Off the Grid

Community members work on what will be Philadelphia’s first Earthship.

In West Philadelphia, organizers use tires and earth to create an ambitious and energy-passive home

At a glance, the open-air lot at the corner of 41st and Lancaster appears to be littered with garbage—tires piled up in the northwest corner, mounds of dirt and cement mixed in with empty bottles and cans. But these familiar objects are not strewn about randomly; they have been intentionally collected to build the first urban Earthship. When it’s completed, it could be the most sustainable building in Philadelphia.

An Earthship is a passive solar house made from both natural and recycled materials (such as earth-filled tires), which makes it much more affordable to build than a conventional home. The design is the brainchild of New Mexico based iconoclast architect Michael Reynolds. Five years ago, Philadelphia resident Rashida Ali-Campbell watched Garbage Warrior, a documentary about Reynolds, and her life was changed. “Explosions went off in my head,” Ali-Campbell says. “Why haven’t we seen that here already?”

Ali-Campbell, founder of LoveLovingLove Inc., a Philadelphia nonprofit that aims to strengthen and heal underserved communities, has been working tirelessly to get an Earthship in Philadelphia, and has successfully assembled a team of collaborators. Construction on this project began in October of 2014.

Ali-Campbell initially reached out to Earthship Biotecture, the New Mexico-based company responsible for the distribution of designs and oversight of construction of these eco-homes. The company responded enthusiastically, donating over $7,000 worth of drawings and dispatching local Earthship expert (and son of Michael Reynolds) Jonah Reynolds to help educate citizens, community leaders and politicians on the benefits of Earthship architecture.

The principles of Earthship design, Jonah says, embody a much deeper definition of sustainability than even the highest-certified green buildings. The Earthships feature plant-powered “floor-to-Everglades” sewage treatment systems that allow tenants to grow fruit and vegetables year-round without paying a utility bill.

The homes also regulate temperature, relying on walls made of earth-rammed tires that keep them around 70 degrees all year. The Philadelphia Earthship will feature an extra layer of thermal siding, both for extra warmth in the city’s winters and for aesthetic flexibility. In fact, aesthetics were the primary concern for the city council members from whom Ali-Campbell and Jonah sought permission for the project. A slight departure from the rounded adobe abodes of the traditional Earthship, this building will have corners and a brick-like matrix to fit in with the conventional urban aesthetic of its neighbors.

“The Earthships take it to that next level of affordability and accessibility,” says Rob Petito, a contractor for Greenwright, Inc., who has partnered with Ali-Campbell  and Jonah to bring Earthships into the urban East. “It’s a new level of freedom.”

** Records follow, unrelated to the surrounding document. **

//! The fixed 16-byte record at the start of every Yaz0 stream.

use std::io::Write;
use byteorder::{ByteOrder, WriteBytesExt, BE};
use fehler::throws;

use crate::reader::{ByteReader, Endianness};

/// The four magic bytes at the start of every Yaz0 stream.
pub const MAGIC: [u8; 4] = *b"Yaz0";
/// Size of the header. All offsets in the body are relative to its end.
pub const HEADER_SIZE: usize = 16;

#[derive(Clone, Copy, Debug, Eq, PartialEq, Hash)]
pub struct Header {
    pub magic: [u8; 4],
    /// Exact length of the decompressed payload.
    pub uncompressed_size: u32,
    /// Alignment hint for whoever consumes the decompressed data (0 = none).
    /// The codec itself never looks at it.
    pub data_alignment: u32,
    /// Written as zero, ignored on read.
    pub reserved: [u8; 4],
}

impl Header {
    pub fn new(uncompressed_size: u32, data_alignment: u32) -> Self {
        Header { magic: MAGIC, uncompressed_size, data_alignment, reserved: [0; 4] }
    }

    /// Reads a header at the reader's cursor.
    ///
    /// Returns `None` if there aren't enough bytes or the magic is wrong. The declared size
    /// is not checked against anything.
    pub fn read(reader: &mut ByteReader<'_>) -> Option<Self> {
        let magic = reader.read::<[u8; 4]>().ok()?;
        if magic != MAGIC {
            return None;
        }
        Some(Header {
            magic,
            uncompressed_size: reader.read::<u32>().ok()?,
            data_alignment: reader.read::<u32>().ok()?,
            reserved: reader.read::<[u8; 4]>().ok()?,
        })
    }

    pub fn to_bytes(&self) -> [u8; HEADER_SIZE] {
        let mut buf = [0u8; HEADER_SIZE];
        buf[..4].copy_from_slice(&MAGIC);
        BE::write_u32(&mut buf[4..8], self.uncompressed_size);
        BE::write_u32(&mut buf[8..12], self.data_alignment);
        buf
    }

    #[throws(std::io::Error)]
    pub fn write<W: Write>(&self, mut writer: W) {
        writer.write_all(&MAGIC)?;
        writer.write_u32::<BE>(self.uncompressed_size)?;
        writer.write_u32::<BE>(self.data_alignment)?;
        writer.write_all(&[0; 4])?;
    }
}

/// Parses the header at the start of `data`, if there is a valid one.
pub fn parse_header(data: &[u8]) -> Option<Header> {
    Header::read(&mut ByteReader::new(data, Endianness::Big))
}
/// Fetches one captured item.
#[instrument(name = "api::get_item", skip_all, fields(token = %token, item_id = %item_id))]
pub(crate) async fn get_item(
    transport: &Transport,
    token: &Token,
    item_id: &str,
) -> Result<CapturedItem> {
    let path = item_path(token, item_id)?;
    let value: Value = transport.call(&ApiRequest::get(&path)).await?.json()?;
    CapturedItem::from_json(value).map_err(|reason| Error::unexpected_shape(&path, reason))
}

/// Deletes one captured item.
#[instrument(name = "api::delete_item", skip_all, fields(token = %token, item_id = %item_id))]
pub(crate) async fn delete_item(transport: &Transport, token: &Token, item_id: &str) -> Result<()> {
    let path = item_path(token, item_id)?;
    transport.call(&ApiRequest::delete(path)).await?;
    Ok(())
}

/// Deletes every captured item matching `filter`.
#[instrument(name = "api::delete_items", skip_all, fields(token = %token))]
pub(crate) async fn delete_items(
    transport: &Transport,
    token: &Token,
    filter: &DeleteFilter,
) -> Result<()> {
    let mut request = ApiRequest::delete(format!("/token/{token}/request"));
    if let Some(search) = &filter.search {
        request = request.query("query", search);
    }
    if let Some(from) = &filter.date_from {
        request = request.query("date_from", from);
    }
    if let Some(to) = &filter.date_to {
        request = request.query("date_to", to);
    }
    transport.call(&request).await?;
    Ok(())
}

/// Posts `data` as JSON to the token's capture URL, as an outside client
/// would. Sent once: every retry would be captured as another request.
#[instrument(
    name = "api::send_to_token",
    skip_all,
    fields(token = %token, headers = headers.len())
)]
pub(crate) async fn send_to_token(
    transport: &Transport,
    token: &Token,
    data: &Value,
    headers: &[(&str, &str)],
) -> Result<SendReceipt> {
    let mut request = ApiRequest::post(format!("/{token}")).json(data)?;
    for (name, value) in headers {
        request = request.header(name, value)?;
    }

    let response = transport.call(&request).await?;
    debug!(status = response.status(), "Data sent");

    Ok(SendReceipt {
        status: response.status(),
        url: format!("{}/{token}", transport.base_url()),
        data_sent: data.clone(),
    })
}

/// Extracts links from one item, or from the newest item when `item_id` is
/// `None`. Returns `None` when the token has captured nothing.
#[instrument(
    name = "api::extract_links",
    skip_all,
    fields(token = %token, item_id = ?item_id, filter_domain = ?filter_domain)
)]
pub(crate) async fn extract_links(
    transport: &Transport,
    token: &Token,
    item_id: Option<&str>,
    filter_domain: Option<&str>,
) -> Result<Option<RequestLinks>> {
    let item = match item_id {
        Some(id) => Some(get_item(transport, token, id).await?),
        None => latest_item(transport, token, None).await?,
    };

    let links = item.map(|item| RequestLinks::from_item(&item, filter_domain));
    if let Some(links) = &links {
        debug!(total = links.total_links, "Links extracted");
    }
    Ok(links)
}

/// Summarizes the items captured within the last `since`, optionally only
/// those matching `identifier`.
#[instrument(
    name = "api::check_for_callbacks",
    skip_all,
    fields(token = %token, since_secs = since.as_secs(), identifier = ?identifier)
)]
pub(crate) async fn check_for_callbacks(
    transport: &Transport,
    token: &Token,
    since: Duration,
    identifier: Option<&str>,
) -> Result<CallbackReport> {
    inspect::validate_window(since)?;
    let identifier = identifier.filter(|id| !id.is_empty());

    let mut query =
        ListQuery::new(CALLBACK_PAGE_SIZE).date_from(inspect::window_start(Utc::now(), since));
    if let Some(identifier) = identifier {
        query = query.search(identifier);
    }

    let items = list_items(transport, token, &query).await?;
    let report = CallbackReport::from_items(items, since, identifier);
    if report.detected {
        info!(total = report.total_callbacks, "Callbacks detected");
    }
    Ok(report)
}

/// The item list of one token, as an [`ItemSource`] for the poller.
pub(crate) struct TokenItems<'a> {
    transport: &'a Transport,
    token: &'a Token,
    query: ListQuery,
}

impl<'a> TokenItems<'a> {
    pub(crate) fn new(transport: &'a Transport, token: &'a Token, query: ListQuery) -> Self {
        Self {
            transport,
            token,
            query,
        }
    }
}

impl ItemSource for TokenItems<'_> {
    fn fetch(&self) -> BoxFuture<'_, Result<Vec<CapturedItem>>> {
        Box::pin(list_items(self.transport, self.token, &self.query))
    }
}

The Earthship on 41st will serve as office space for both LoveLovingLove and Earthship Biotecture, and as a continuous demonstration space, where members of the community can interact with the living systems at work in the building. Ali-Campbell  says the Earthship should be finished by the end of the summer and open to the public.

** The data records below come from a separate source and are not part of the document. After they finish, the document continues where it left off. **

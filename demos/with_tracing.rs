//! Example: Using tracing for observability.
//!
//! This example demonstrates how to enable structured logging using
//! the `tracing` ecosystem. All major operations in webhook-sync emit
//! tracing spans and events.
//!
//! # Usage
//!
//! ```bash
//! # Set log level (trace, debug, info, warn, error)
//! export RUST_LOG=webhook_sync=debug
//!
//! cargo run --example with_tracing
//! ```

use std::time::Duration;
use tracing_subscriber::fmt::format::FmtSpan;
use tracing_subscriber::EnvFilter;
use webhook_sync::{ClientConfig, ItemKind, TokenSettings, WaitOptions, WaitResult, WebhookClient};

#[tokio::main]
async fn main() -> webhook_sync::Result<()> {
    // Use RUST_LOG environment variable to control log levels
    // Example: RUST_LOG=webhook_sync=debug,info
    tracing_subscriber::fmt()
        .with_env_filter(
            EnvFilter::try_from_default_env()
                .unwrap_or_else(|_| EnvFilter::new("webhook_sync=debug")),
        )
        .with_span_events(FmtSpan::ENTER | FmtSpan::EXIT)
        .with_target(true)
        .with_thread_ids(false)
        .with_file(false)
        .with_line_number(false)
        .init();

    tracing::info!("Starting webhook-sync example");

    let config = ClientConfig::builder()
        .poll_interval(Duration::from_secs(2))
        .max_retries(2)
        .build()?;

    // Emits the WebhookClient::new span
    let client = WebhookClient::new(config)?;

    // Emits api::create_token and Transport::call spans
    let token = client.create_token(&TokenSettings::new()).await?;
    tracing::info!(token = %token.uuid, "Token created, waiting for a POST");

    // Emits waiter and poller spans plus one Transport::call per poll
    let options = WaitOptions::new(Duration::from_secs(20)).kind(ItemKind::Web);
    match client.wait_for_request(&token.uuid, options).await? {
        WaitResult::Matched { item, elapsed } => {
            tracing::info!(item_id = %item.id, elapsed_ms = elapsed.as_millis(), "Request received");
        }
        WaitResult::TimedOut { .. } => tracing::info!("Nothing arrived"),
        WaitResult::TransportError { error, .. } => {
            tracing::warn!(error = %error, "Service unreachable");
        }
    }

    client.delete_token(&token.uuid).await?;

    tracing::info!("Example completed successfully");

    Ok(())
}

“We want people to see the house, turn the water on, turn the light switches on, touch the walls, see that they don’t see tires,” says Ali-Campbell. Community engagement has been a focal point in the project’s construction, which was completed through a series of crowd-funded hands-on workshops.

Beyond this project itself, many have high hopes for the role that Earthships, which allow for very low-cost living in complete independence from fossil fuels, could play in Philadelphia’s sustainable future.

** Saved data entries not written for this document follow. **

//! Request and email waiters built on the poller.
//!
//! Both waiters take a baseline snapshot first, then poll until something
//! strictly newer arrives. Nothing outlives the call: the baseline, the
//! deadline and the failure counter are all created per wait.

use crate::config::{check_range, MAX_POLL_INTERVAL, MAX_WAIT_TIMEOUT, MIN_POLL_INTERVAL, MIN_WAIT_TIMEOUT};
use crate::error::Result;
use crate::item::{CapturedItem, ItemKind};
use crate::matcher::{AllOf, Baseline, ItemMatcher, KindMatcher, NewerThan};
use crate::parser::EmailMatch;
use crate::poller::{poll_until, ItemSource, PollSettings, PollState, WaitResult};
use std::time::Duration;
use tokio::time::Instant;
use tracing::{debug, instrument, warn};

/// Options of one wait call.
///
/// # Example
///
/// ```
/// use webhook_sync::{ItemKind, WaitOptions};
/// use std::time::Duration;
///
/// let options = WaitOptions::new(Duration::from_secs(30))
///     .interval(Duration::from_millis(500))
///     .kind(ItemKind::Web);
/// assert!(options.validate().is_ok());
///
/// assert!(WaitOptions::new(Duration::from_secs(3600)).validate().is_err());
/// ```
#[derive(Debug, Clone, Copy, PartialEq, Eq)]
pub struct WaitOptions {
    timeout: Duration,
    interval: Option<Duration>,
    kind: Option<ItemKind>,
}

impl WaitOptions {
    /// Waits at most `timeout` (1 s ..= 600 s).
    #[must_use]
    pub fn new(timeout: Duration) -> Self {
        Self {
            timeout,
            interval: None,
            kind: None,
        }
    }

    /// Overrides the configured poll interval (100 ms ..= 60 s).
    #[must_use]
    pub fn interval(mut self, interval: Duration) -> Self {
        self.interval = Some(interval);
        self
    }

    /// Only items of `kind` end the wait.
    ///
    /// Ignored by the email waiter, which always waits for email.
    #[must_use]
    pub fn kind(mut self, kind: ItemKind) -> Self {
        self.kind = Some(kind);
        self
    }

    /// The wait budget.
    #[must_use]
    pub fn timeout(&self) -> Duration {
        self.timeout
    }

    /// The interval override, if any.
    #[must_use]
    pub fn interval_override(&self) -> Option<Duration> {
        self.interval
    }

    /// The kind filter, if any.
    #[must_use]
    pub fn kind_filter(&self) -> Option<ItemKind> {
        self.kind
    }

    /// Checks the timeout and interval ranges.
    ///
    /// # Errors
    ///
    /// Returns [`Error::InvalidTimeout`](crate::Error::InvalidTimeout) naming
    /// the rejected value.
    pub fn validate(&self) -> Result<()> {
        check_range("wait timeout", self.timeout, MIN_WAIT_TIMEOUT, MAX_WAIT_TIMEOUT)?;
        if let Some(interval) = self.interval {
            check_range("poll interval", interval, MIN_POLL_INTERVAL, MAX_POLL_INTERVAL)?;
        }
        Ok(())
    }

    /// Poll settings with this call's interval override applied.
    #[must_use]
    pub fn settings(&self, defaults: PollSettings) -> PollSettings {
        PollSettings {
            interval: self.interval.unwrap_or(defaults.interval),
            ..defaults
        }
    }
}

/// Waits for an item newer than anything present when the call began.
///
/// A failed baseline fetch ends the wait at once with
/// [`WaitResult::TransportError`]: the transport has already retried it.
#[instrument(
    name = "waiter::wait_for_request",
    skip_all,
    fields(timeout_secs = timeout.as_secs(), kind = ?kind)
)]
pub async fn wait_for_request(
    source: &dyn ItemSource,
    kind: Option<ItemKind>,
    timeout: Duration,
    settings: &PollSettings,
) -> WaitResult<CapturedItem> {
    let mut state = PollState::begin(timeout);

    let baseline = match tokio::time::timeout_at(state.deadline(), source.fetch()).await {
        Ok(Ok(items)) => Baseline::capture(&items),
        Ok(Err(error)) => {
            warn!(error = %error, "Baseline fetch failed");
            return WaitResult::TransportError {
                error,
                elapsed: state.elapsed(),
            };
        }
        Err(_) => {
            return WaitResult::TimedOut {
                elapsed: state.elapsed(),
            }
        }
    };
    debug!(empty = baseline.is_empty(), "Baseline captured");

    let mut matchers: Vec<Box<dyn ItemMatcher>> = vec![Box::new(NewerThan::new(baseline))];
    if let Some(kind) = kind {
        matchers.push(Box::new(KindMatcher::new(kind)));
    }
    let matcher = AllOf::new(matchers);

    let first_poll = (Instant::now() + settings.interval).min(state.deadline());
    tokio::time::sleep_until(first_poll).await;

    poll_until(source, &matcher, settings, &mut state).await
}

/// Waits for a new email and extracts its subject, sender and links.
///
/// Web and DNS items arriving during the wait are ignored.
#[instrument(name = "waiter::wait_for_email", skip_all, fields(timeout_secs = timeout.as_secs()))]
pub async fn wait_for_email(
    source: &dyn ItemSource,
    timeout: Duration,
    settings: &PollSettings,
) -> WaitResult<EmailMatch> {
    wait_for_request(source, Some(ItemKind::Email), timeout, settings)
        .await
        .map(EmailMatch::from_item)
}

“I’ve been saying for many years: if it’s not an Earthship, it’s not affordable housing,” says Paul Glover, community organizer and founder of Green Jobs Philly, Philadelphia Orchard Project, Ithaca HOURS, Health Democracy and a dozen other environmental organizations. “These networks of Earthships reduce the cost of living, increase the capability to be productive rather than dependent, and they begin where there is the greatest neglected need.”